Persepolis B Football Club (Persian: باشگاه فوتبال پرسپولیس ب) is an Iranian professional football team based in Tehran, Iran. They are the reserve and second team of Persepolis The club was refounded in 2016 after being inactive for three years.

==History==
The club was founded in 2009 as the reserve or second team of Persepolis signing talented youth players of the club. They became champion of Tehran Province League and promoted to 3rd Division. Esmaeil Halali was named head coach on 12 November 2010, replacing Hossein Abdi.

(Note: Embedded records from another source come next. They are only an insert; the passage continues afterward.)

use std::path::PathBuf;

use anyhow::{Context, Result, anyhow};

use ipl_insights::config::{self, AppConfig};
use ipl_insights::dataset;
use ipl_insights::ingest;

fn main() -> Result<()> {
    config::load_dotenv();
    env_logger::Builder::from_env(env_logger::Env::default().default_filter_or("info")).init();
    let config = AppConfig::from_env();

    let matches_csv = parse_path_arg("matches")
        .ok_or_else(|| anyhow!("missing --matches <matches.csv>"))?;
    let deliveries_csv = parse_path_arg("deliveries")
        .ok_or_else(|| anyhow!("missing --deliveries <deliveries.csv>"))?;
    let db_path = parse_path_arg("db")
        .or(config.db_path)
        .context("unable to resolve sqlite path")?;

    let mut conn = dataset::open_db(&db_path, config.db_timeout)?;
    let summary = ingest::ingest_files(&mut conn, db_path, &matches_csv, &deliveries_csv)?;

    println!("IPL ingest complete");
    println!("DB: {}", summary.db_path.display());
    println!("Matches upserted: {}", summary.matches_upserted);
    println!("Deliveries inserted: {}", summary.deliveries_inserted);
    if summary.rows_skipped > 0 {
        println!("Rows skipped: {}", summary.rows_skipped);
    }
    if summary.orphan_deliveries > 0 {
        println!("Deliveries without a match: {}", summary.orphan_deliveries);
    }
    Ok(())
}

/// Accepts `--name=value` and `--name value`.
fn parse_path_arg(name: &str) -> Option<PathBuf> {
    let args = std::env::args().skip(1).collect::<Vec<_>>();
    let flag = format!("--{name}");
    let prefix = format!("--{name}=");
    for (idx, arg) in args.iter().enumerate() {
        if let Some(path) = arg.strip_prefix(&prefix) {
            let trimmed = path.trim();
            if !trimmed.is_empty() {
                return Some(PathBuf::from(trimmed));
            }
        }
        if *arg == flag
            && let Some(next) = args.get(idx + 1)
            && !next.trim().is_empty()
        {
            return Some(PathBuf::from(next));
        }
    }
    None
}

In July 2013, C team and former first-team manager Vinko Begović was promoted as B team's head coach but he resigned three months later to become head coach of an Azadegan League side club. Former team captain Mojtaba Moharrami was appointed as team's head coach on 30 October 2013. In 2013 due to financial issues the club decided to temporarily disband the team and instead Persepolis' young talents played for the U–21's.

===Re-establishment===
In 2016 the club announced that it would restart the B team for the 2016–17 season. Persepolis B played their first friendly match on 30 May 2016 in a 1–1 draw against the Iran University national football team.

==Current squad==

For more on the reserve and academy squads, see Persepolis Academy & Persepolis Qaem Shahr

| No. | Pos. | Nation | Player |
|---|---|---|---|
| — | GK | IRN | Mohammad Gandomi |
| — | GK | IRN | Amir Mohammad Ghazvineh |
| — | DF | IRN | Amir Hossein Taheri |
| — | DF | IRN | Pouya Esmi |
| — | DF | IRN | Ali Rahmannejad |
| — | DF | IRN | Shahin Kia Daliri |
| — | DF | IRN | Yaghoub Barage |
| — | MF | IRN | Alireza Enayatzadeh |

| No. | Pos. | Nation | Player |
|---|---|---|---|
| — | MF | IRN | Koroush Ezhdehakosh |
| — | MF | IRN | Mohammad Hossein Sadeghi |
| — | MF | IRN | Mehdi Cheshmberah |
| — | MF | IRN | Elyar Rahmani |
| — | MF | IRN | Arshia Mohammadabadi |
| — | FW | IRN | Mohammad Hossein Momeni |
| — | FW | IRN | Abolfazl Ghasemi |

==Season-by-season==
The table below chronicles the achievements of Persepolis Novin in various competitions since 2011.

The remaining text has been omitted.